Elife ; 122023 Dec 11.
Artículo en Inglés | MEDLINE | ID: mdl-38079206

RESUMEN

Protein UFMylation downstream of the E1 enzyme UBA5 plays essential roles in development and endoplasmic reticulum stress. Variants in the UBA5 gene are associated with developmental and epileptic encephalopathy 44 (DEE44), an autosomal recessive disorder characterized by early-onset encephalopathy, movement abnormalities, global developmental delay, intellectual disability, and seizures. DEE44 is caused by at least 12 different missense variants described as loss of function (LoF), but the relationships between genotypes and molecular or clinical phenotypes remain to be established.
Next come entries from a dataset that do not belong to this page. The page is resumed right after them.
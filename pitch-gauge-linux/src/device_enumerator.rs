//! ALSA capture device enumeration.
//!
//! Walks every sound card and its PCM devices, keeping the ones whose first
//! subdevice has a capture stream.

use alsa::card;
use alsa::ctl::{Ctl, DeviceIter};
use alsa::Direction;

use pitch_gauge_core::models::error::CaptureError;

/// Only the first subdevice of each PCM is considered.
const SUBDEVICE: u32 = 0;

/// A capture-capable PCM, addressable by `id`.
#[derive(Debug, Clone, PartialEq, Eq)]
pub struct CaptureDevice {
    /// `hw:C,D,S` name accepted by `AlsaCapture::open`.
    pub id: String,
    pub card_name: String,
    pub pcm_name: String,
}

/// Capture device enumerator over the ALSA control interface.
pub struct DeviceEnumerator;

impl DeviceEnumerator {
    /// List capture-capable PCM devices in card, then device order.
    pub fn list_capture_devices() -> Result<Vec<CaptureDevice>, CaptureError> {
        let mut devices = Vec::new();

        for card in card::Iter::new() {
            let card = card.map_err(|e| enumeration_failed("card iteration", &e))?;
            let index = card.get_index();
            let card_name = card
                .get_name()
                .unwrap_or_else(|_| format!("card {}", index));
            let ctl = Ctl::from_card(&card, false)
                .map_err(|e| enumeration_failed("control open", &e))?;

            for device in DeviceIter::new(&ctl) {
                match ctl.pcm_info(device as u32, SUBDEVICE, Direction::Capture) {
                    Ok(info) => {
                        let id = device_id(index, device, SUBDEVICE);
                        log::debug!("{}: capture capable", id);
                        devices.push(CaptureDevice {
                            id,
                            card_name: card_name.clone(),
                            pcm_name: info.get_name().unwrap_or_default().to_string(),
                        });
                    }
                    Err(e) if e.errno() as i32 == libc::ENOENT => {
                        log::debug!("hw:{},{}: no capture stream, skipping", index, device);
                    }
                    Err(e) => return Err(enumeration_failed("pcm info", &e)),
                }
            }
        }

        Ok(devices)
    }

    /// The first capture-capable device on the system.
    pub fn first_capture_device() -> Result<CaptureDevice, CaptureError> {
        Self::list_capture_devices()?
            .into_iter()
            .next()
            .ok_or_else(|| CaptureError::DeviceNotAvailable("there are no capture devices".into()))
    }
}

fn device_id(card: i32, device: i32, subdevice: u32) -> String {
    format!("hw:{},{},{}", card, device, subdevice)
}

fn enumeration_failed(op: &str, err: &alsa::Error) -> CaptureError {
    CaptureError::DeviceNotAvailable(format!("{} failed: {}", op, err))
}

#[cfg(test)]
mod tests {
    use super::*;

    #[test]
    fn hardware_id_format() {
        assert_eq!(device_id(1, 0, SUBDEVICE), "hw:1,0,0");
        assert_eq!(device_id(0, 3, 2), "hw:0,3,2");
    }
}
use crate::models::pitch::GaugeReading;
use crate::processing::musical::clip01;

/// Channel index lives in the top three bits of each leading byte.
const INDEX_POS: u32 = 5;
const WIDE_MAX: f32 = ((1 << 10) - 1) as f32;
const NARROW_MAX: f32 = ((1 << 5) - 1) as f32;

const OCTAVE_CHANNEL: u8 = 1;
const LOUDNESS_CHANNEL: u8 = 2;
const SEMITONE_CHANNEL: u8 = 4;
const DEVIATION_CHANNEL: u8 = 5;

/// Bytes per gauge update.
pub const FRAME_LEN: usize = 7;

/// Wire message for the gauge driver board.
///
/// ```text
/// [1|oct hi] [oct lo] [2|loud hi] [loud lo] [5|dev hi] [dev lo] [4|semi]
/// ```
///
/// Octave, loudness and deviation are 10-bit values split across two bytes;
/// semitone is a single 5-bit value.
#[derive(Debug, Clone, Copy, PartialEq, Eq)]
pub struct GaugeFrame(pub [u8; FRAME_LEN]);

impl GaugeFrame {
    pub fn encode(reading: &GaugeReading) -> Self {
        let octave = scale(reading.octave, WIDE_MAX);
        let loudness = scale(reading.loudness, WIDE_MAX);
        let deviation = scale(reading.deviation, WIDE_MAX);
        let semitone = scale(reading.semitone, NARROW_MAX);

        let [oct_hi, oct_lo] = wide(OCTAVE_CHANNEL, octave);
        let [loud_hi, loud_lo] = wide(LOUDNESS_CHANNEL, loudness);
        let [dev_hi, dev_lo] = wide(DEVIATION_CHANNEL, deviation);

        Self([
            oct_hi,
            oct_lo,
            loud_hi,
            loud_lo,
            dev_hi,
            dev_lo,
            (SEMITONE_CHANNEL << INDEX_POS) | semitone as u8,
        ])
    }

    pub fn as_bytes(&self) -> &[u8; FRAME_LEN] {
        &self.0
    }
}

/// Truncating conversion, as the driver board expects.
fn scale(value: f32, max: f32) -> u16 {
    (clip01(value) * max) as u16
}

fn wide(channel: u8, value: u16) -> [u8; 2] {
    [(channel << INDEX_POS) | (value >> 8) as u8, value as u8]
}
We developed a humanized UBA5 fly model and biochemical activity assays in order to describe in vivo and in vitro genotype-phenotype relationships across the UBA5 allelic series. In vivo, we observed a broad spectrum of phenotypes in viability, developmental timing, lifespan, locomotor activity, and bang sensitivity. A range of functional effects was also observed in vitro across comprehensive biochemical assays for protein stability, ATP binding, UFM1 activation, and UFM1 transthiolation. Importantly, there is a strong correlation between in vivo and in vitro phenotypes, establishing a classification of LoF variants into mild, intermediate, and severe allelic strengths. By systemically evaluating UBA5 variants across in vivo and in vitro platforms, this study provides a foundation for more basic and translational UBA5 research, as well as a basis for evaluating current and future individuals afflicted with this rare disease.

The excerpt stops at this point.